Something really special:

Specifically, that something wound up being a hole-in-one. Wow! Magnificent! Let the princess pop out of the center of the mini golf castle; may your next visit be 50 percent off. Alayna was appropriately excited:

But not nearly as excited as Tony himself. Finau went bounding down the fairway, one finger raised to the heavens, in case the Great Golf God in the sky was distracted with his Great Golf Scorecard and happened to miss what just happened on this most sacred Augusta greenery:

Tremendous! Really great work. I wonder what the rest of the Finau family is doing, though? Tony—better turn around and check, my man.

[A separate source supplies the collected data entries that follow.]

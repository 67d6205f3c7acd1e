//! Community detection: connected components of the community graph

use std::collections::{BTreeSet, HashMap};
use petgraph::unionfind::UnionFind;
use rayon::prelude::*;
use crate::cluster::Community;
use crate::cluster::metrics::{calculate_density, identify_central_nodes};
use crate::error::{CpmError, Result};
use crate::graph::{Graph, NodeId};

/// Group community-graph nodes into connected components.
///
/// Each component lists its community-graph node ids in ascending order;
/// components are ordered by their smallest node id.
pub fn connected_components(community_graph: &Graph) -> Vec<Vec<NodeId>> {
    let node_count = community_graph.node_count();
    let mut sets = UnionFind::<usize>::new(node_count);

    for src in community_graph.node_ids() {
        for &dst in community_graph.neighbors(src) {
            sets.union(src.index(), dst.index());
        }
    }

    let mut components: Vec<Vec<NodeId>> = Vec::new();
    let mut root_to_component: HashMap<usize, usize> = HashMap::new();
    for (index, root) in sets.into_labeling().into_iter().enumerate() {
        let slot = *root_to_component.entry(root).or_insert_with(|| {
            components.push(Vec::new());
            components.len() - 1
        });
        components[slot].push(NodeId::new(index));
    }

    components
}

/// Extract k-clique communities from a community graph.
///
/// A community is the union of the original-graph members of the cliques in
/// one connected component. Communities with fewer than `min_community_size`
/// members are dropped. The result is sorted by size (largest first), then by
/// smallest member id, and numbered in that order.
pub fn extract_communities(
    original: &Graph,
    community_graph: &Graph,
    min_community_size: usize,
) -> Result<Vec<Community>> {
    log::info!(
        "Extracting communities from community graph with {} nodes",
        community_graph.node_count()
    );

    let mut grouped: Vec<(Vec<NodeId>, Vec<NodeId>)> = Vec::new();
    for component in connected_components(community_graph) {
        let mut members = BTreeSet::new();
        for &node in &component {
            let clique = community_graph.node(node).clique().ok_or_else(|| {
                CpmError::InvariantViolation {
                    reason: format!(
                        "community graph node '{}' has no associated clique",
                        community_graph.label(node)
                    ),
                }
            })?;
            members.extend(clique.members().iter().copied());
        }
        if members.len() >= min_community_size {
            grouped.push((component, members.into_iter().collect()));
        }
    }

    let mut communities: Vec<Community> = grouped
        .into_par_iter()
        .map(|(cliques, members)| Community {
            id: 0,
            size: members.len(),
            density: calculate_density(original, &members),
            central_nodes: identify_central_nodes(original, &members),
            cliques,
            members,
        })
        .collect();

    communities.sort_by(|a, b| {
        b.size
            .cmp(&a.size)
            .then_with(|| a.members.first().cmp(&b.members.first()))
    });
    for (id, community) in communities.iter_mut().enumerate() {
        community.id = id as u32;
    }

    log::info!(
        "Found {} communities with {} or more members",
        communities.len(),
        min_community_size
    );

    Ok(communities)
}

But no need to stop running. You can do that backwards, for sure. How hard can it be, here on this neatly mowed hill, with hundreds of spectators cheering on all sides?

Look at his children! So small! So proud! Look! Look! Wait, no, seriously, look down!

Oh no. He tripped. How dreadful! Hope Tony’s OK.

[rewinds] Tony is definitely not OK.

To return to my non-doctordom: I do not know what this injury is. Is it a dislocation? Is it a break? Is it a nasty sprain? Is it something less terrible—maybe just some sort of shoe mishap? Has anyone ever been quite so happy at the moment their limb went 90 degrees in the wrong direction? I do not know, but I am reasonably confident this would be, to me, a fatal injury. But Tony is strong. What does one do here, now that this has happened? Scream, probably. Collapse, wailing into the great green earth. Refuse to move until the paramedics have been summoned. Wait for a body bag.

But Tony? Not Tony. Here, friends, is an image of Dr. Tony Finau, a degree he won Wednesday via self-diagnosis, doing what looks a great deal like popping his own ankle back into place:

And here he is, moments later, resolutely standing up and using his possibly horrifically injured ankle to continue propelling his body forward in a motion typically referred to as “walking”:

As of press time, Finau is continuing to golf.